En revanche, quelqu’un qui passe une grande partie de son temps à ridiculiser Euripide et la rhétorique, le poète comique Aristophane, lui, met en scène le contraste entre la nouvelle éducation, rhétorique, qu’il condamne, et l’ancienne éducation, athlétique et il fait, lui, un grand éloge, dans ses Nuées (v. 1003-1019), de cette ancienne éducation, qui, seule, produit de vrais hommes :
C'est resplendissant, épanoui, que tu passeras ta vie dans les gymnases, au lieu de déblatérer sur la place du marché, toutes griffes dehors, comme on fait maintenant, ou de te tourmenter pour une vilaine mini-chicanerie engluante et contradictante. Tu reviendras, victorieux, couronné de souple roseau, en descendant à l'Académie sous les oliviers sacrés, en compagnie d'un chaste camarade de ton âge ; tu exhaleras le parfum du pois de senteur, de la tranquillité, du peuplier blanc au moment où il perd ses chatons, tu jouiras du printemps, quand le platane chuchote avec l'orme. Si tu fais ce que je te dis et que tu t'y appliques, tu auras toujours la poitrine resplendissante, le teint clair, les épaules larges, la langue courte, la fesse charnue et la verge petite.
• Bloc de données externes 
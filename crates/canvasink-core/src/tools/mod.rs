//! Tool system: the active tool and its in-progress interaction.

use crate::config::EngineConfig;
use crate::crop::CropSelection;
use crate::elements::{
    CompositeMode, Element, LineCap, LineJoin, SerializableColor, ShapeElement, ShapePreset,
    StrokeElement, TextStyle,
};
use crate::geometry::{self, GeneratedShape};
use crate::stabilizer::{StabilizerSettings, StrokeStabilizer};
use kurbo::{Point, Rect, Size};
use serde::{Deserialize, Serialize};

/// The active tool. One value replaces a pile of per-tool flags.
#[derive(Debug, Clone, Copy, PartialEq, Eq, Default, Serialize, Deserialize)]
#[serde(tag = "tool", rename_all = "snake_case")]
pub enum ToolKind {
    /// Pointer input is ignored.
    #[default]
    Select,
    Brush,
    Eraser,
    Shape(ShapePreset),
    Text,
    Crop,
    /// Translucent full-canvas overlay in the fill color.
    Fill,
}

/// Style configuration used by the next committed action.
#[derive(Debug, Clone, PartialEq, Serialize, Deserialize)]
#[serde(default)]
pub struct ToolStyle {
    pub stroke_color: SerializableColor,
    pub stroke_width: f64,
    pub opacity: f64,
    /// Curve smoothing for brush strokes.
    pub tension: f64,
    pub line_cap: LineCap,
    pub line_join: LineJoin,
    pub eraser_width: f64,
    pub fill_color: SerializableColor,
    /// Fill shapes even when the preset is not a "filled" variant.
    pub fill_enabled: bool,
    pub text: TextStyle,
}

impl Default for ToolStyle {
    fn default() -> Self {
        Self {
            stroke_color: SerializableColor::black(),
            stroke_width: StrokeElement::DEFAULT_WIDTH,
            opacity: 1.0,
            tension: 0.5,
            line_cap: LineCap::Round,
            line_join: LineJoin::Round,
            eraser_width: 20.0,
            fill_color: SerializableColor::new(255, 0, 0, 255),
            fill_enabled: false,
            text: TextStyle::default(),
        }
    }
}

/// State of a tool interaction.
#[derive(Debug, Clone, Default)]
pub enum ToolState {
    /// Waiting for a pointer-down.
    #[default]
    Idle,
    /// Free-hand stroke in progress.
    Drawing { stabilizer: StrokeStabilizer },
    /// Shape being dragged out.
    ShapeDragging {
        start: Point,
        current: Point,
        preset: ShapePreset,
    },
    /// Crop selection live until applied or cancelled.
    Cropping { selection: CropSelection },
    /// Text insertion point placed, waiting for content.
    Typing { position: Point },
}

/// Discriminant of [`ToolState`] for callers that only need the phase.
#[derive(Debug, Clone, Copy, PartialEq, Eq)]
pub enum ToolPhase {
    Idle,
    Drawing,
    ShapeDragging,
    Cropping,
    Typing,
}

impl ToolState {
    pub fn phase(&self) -> ToolPhase {
        match self {
            ToolState::Idle => ToolPhase::Idle,
            ToolState::Drawing { .. } => ToolPhase::Drawing,
            ToolState::ShapeDragging { .. } => ToolPhase::ShapeDragging,
            ToolState::Cropping { .. } => ToolPhase::Cropping,
            ToolState::Typing { .. } => ToolPhase::Typing,
        }
    }
}

/// Limits the tool manager needs from the engine configuration.
#[derive(Debug, Clone, Copy, PartialEq)]
pub struct ToolLimits {
    pub shape_drag_threshold: f64,
    pub min_shape_size: f64,
    pub fill_overlay_opacity: f64,
}

impl From<&EngineConfig> for ToolLimits {
    fn from(config: &EngineConfig) -> Self {
        Self {
            shape_drag_threshold: config.shape_drag_threshold,
            min_shape_size: config.min_shape_size,
            fill_overlay_opacity: config.fill_overlay_opacity,
        }
    }
}

/// Manages the current tool and its state.
#[derive(Debug, Clone)]
pub struct ToolManager {
    /// Currently selected tool.
    current_tool: ToolKind,
    /// Current state of the tool.
    state: ToolState,
    /// Current style to apply to new elements.
    pub style: ToolStyle,
    pub stabilizer: StabilizerSettings,
    limits: ToolLimits,
}

impl Default for ToolManager {
    fn default() -> Self {
        Self::new(&EngineConfig::default())
    }
}

impl ToolManager {
    /// Create a new tool manager.
    pub fn new(config: &EngineConfig) -> Self {
        Self {
            current_tool: ToolKind::default(),
            state: ToolState::Idle,
            style: ToolStyle::default(),
            stabilizer: config.stabilizer,
            limits: ToolLimits::from(config),
        }
    }

    pub fn current_tool(&self) -> ToolKind {
        self.current_tool
    }

    pub fn state(&self) -> &ToolState {
        &self.state
    }

    pub fn phase(&self) -> ToolPhase {
        self.state.phase()
    }

    /// Select a tool. Any in-progress interaction is dropped uncommitted.
    pub fn set_tool(&mut self, tool: ToolKind) {
        if tool == self.current_tool {
            return;
        }
        if self.is_active() {
            log::debug!("tool switch {:?} -> {:?} cancels {:?}", self.current_tool, tool, self.phase());
        }
        self.current_tool = tool;
        self.state = ToolState::Idle;
    }

    /// Check if a tool interaction is active.
    pub fn is_active(&self) -> bool {
        !matches!(self.state, ToolState::Idle)
    }

    /// Begin an interaction at `point`.
    ///
    /// Returns an element when the tool commits on press (the fill tool).
    pub fn begin(&mut self, point: Point, canvas: Size) -> Option<Element> {
        if self.current_tool == ToolKind::Fill {
            self.state = ToolState::Idle;
            return Some(self.fill_overlay(canvas));
        }
        self.state = match self.current_tool {
            ToolKind::Select | ToolKind::Fill => ToolState::Idle,
            ToolKind::Brush | ToolKind::Eraser => ToolState::Drawing {
                stabilizer: StrokeStabilizer::begin(
                    point,
                    self.stabilizer,
                    self.current_tool == ToolKind::Eraser,
                ),
            },
            ToolKind::Shape(preset) => ToolState::ShapeDragging {
                start: point,
                current: point,
                preset,
            },
            ToolKind::Crop => ToolState::Cropping {
                selection: CropSelection::begin(point),
            },
            ToolKind::Text => ToolState::Typing { position: point },
        };
        None
    }

    /// Update the current interaction.
    pub fn update(&mut self, point: Point) {
        match &mut self.state {
            ToolState::Drawing { stabilizer } => stabilizer.push(point),
            ToolState::ShapeDragging { current, .. } => *current = point,
            ToolState::Cropping { selection } => selection.update(point),
            ToolState::Idle | ToolState::Typing { .. } => {}
        }
    }

    /// End the current drag at `point` and return any element to commit.
    ///
    /// Crop selections and text insertion points outlive the pointer-up.
    pub fn end(&mut self, point: Point) -> Option<Element> {
        match std::mem::take(&mut self.state) {
            ToolState::Drawing { mut stabilizer } => {
                stabilizer.push(point);
                let points = stabilizer.finish(Some(point))?;
                Some(self.stroke_element(points))
            }
            ToolState::ShapeDragging { start, preset, .. } => {
                let generated = geometry::generate_shape_with_threshold(
                    start,
                    point,
                    preset.kind,
                    self.limits.shape_drag_threshold,
                )?;
                if !meets_commit_size(&generated, self.limits.min_shape_size) {
                    log::debug!("discarding {} below commit size", preset.kind);
                    return None;
                }
                Some(self.shape_element(preset, start, point, &generated))
            }
            ToolState::Cropping { mut selection } => {
                selection.release(point);
                self.state = ToolState::Cropping { selection };
                None
            }
            state @ (ToolState::Typing { .. } | ToolState::Idle) => {
                self.state = state;
                None
            }
        }
    }

    /// Cancel the current interaction without committing.
    pub fn cancel(&mut self) {
        self.state = ToolState::Idle;
    }

    /// Live element for the interaction in progress.
    pub fn preview(&self) -> Option<Element> {
        match &self.state {
            ToolState::Drawing { stabilizer } if stabilizer.len() >= 2 => {
                Some(self.stroke_element(stabilizer.points().to_vec()))
            }
            ToolState::ShapeDragging { start, current, preset } => {
                let generated = geometry::generate_shape_with_threshold(
                    *start,
                    *current,
                    preset.kind,
                    self.limits.shape_drag_threshold,
                )?;
                Some(self.shape_element(*preset, *start, *current, &generated))
            }
            _ => None,
        }
    }

    /// Current crop selection rectangle, if cropping.
    pub fn crop_selection(&self) -> Option<Rect> {
        match &self.state {
            ToolState::Cropping { selection } => Some(selection.rect()),
            _ => None,
        }
    }

    /// Take the text insertion point, leaving the tool idle.
    pub fn take_typing_position(&mut self) -> Option<Point> {
        match self.state {
            ToolState::Typing { position } => {
                self.state = ToolState::Idle;
                Some(position)
            }
            _ => None,
        }
    }

    fn stroke_element(&self, points: Vec<Point>) -> Element {
        let mut stroke = StrokeElement::new(points);
        if self.current_tool == ToolKind::Eraser {
            stroke.stroke_width = self.style.eraser_width;
            stroke.composite_mode = CompositeMode::Erase;
        } else {
            stroke.color = self.style.stroke_color;
            stroke.stroke_width = self.style.stroke_width;
            stroke.opacity = self.style.opacity;
            stroke.tension = self.style.tension;
        }
        stroke.line_cap = self.style.line_cap;
        stroke.line_join = self.style.line_join;
        Element::stroke(stroke)
    }

    fn shape_element(
        &self,
        preset: ShapePreset,
        start: Point,
        end: Point,
        generated: &GeneratedShape,
    ) -> Element {
        let mut shape = if preset.kind.is_linear() {
            ShapeElement::segment(preset.kind, start, end)
        } else {
            ShapeElement::new(preset.kind, generated.bounds)
        };
        shape.stroke = self.style.stroke_color;
        shape.stroke_width = self.style.stroke_width;
        shape.opacity = self.style.opacity;
        if preset.filled || self.style.fill_enabled {
            shape.set_fill(Some(self.style.fill_color));
        }
        Element::shape(shape)
    }

    fn fill_overlay(&self, canvas: Size) -> Element {
        let mut overlay = ShapeElement::new(
            crate::elements::ShapeKind::Rectangle,
            canvas.to_rect(),
        );
        overlay.stroke = SerializableColor::transparent();
        overlay.stroke_width = 0.0;
        overlay.fill = Some(self.style.fill_color);
        overlay.opacity = self.limits.fill_overlay_opacity;
        Element::shape(overlay)
    }
}

/// Committed shapes need `min_size` on both axes, whatever their kind.
fn meets_commit_size(generated: &GeneratedShape, min_size: f64) -> bool {
    generated.bounds.width() >= min_size && generated.bounds.height() >= min_size
}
Mais si tu te conduis comme on le fait maintenant, tu auras le teint pâle, les épaules étroites, la fesse maigre, la verge longue et la proposition de décret à n'en plus finir !
Un vase, une amphore panathénaïque à figures noires des années 530 av. J.-C. attribuée au peintre Euphilétos (au MET), donc un siècle avant la pièce d’Aristophane, du genre de celles qu’on offrait au vainqueur, illustre assez bien cet idéal ancien de course entre camarades en pleine forme physique. « Poitrine resplendissante, teint clair, épaules larges, langue courte, fesse charnue et verge petite ». Il suffit de regarder tel ou tel autre vase (comme cette amphore de Berlin à figures rouges un peu plus récente, mais ancienne toujours par rapport à Aristophane) pour voir que c’est bien un idéal de beauté athlétique, et, on le voit sur cet autre vase, une coupe du Louvre à figures rouges du peintre Onésimos au tournant du Ve s., donc toujours bien avant Aristophane, où un athlète se lave de l’huile et de la poussière, un idéal de beauté tout court (avec l’inscription amoureuse καλός).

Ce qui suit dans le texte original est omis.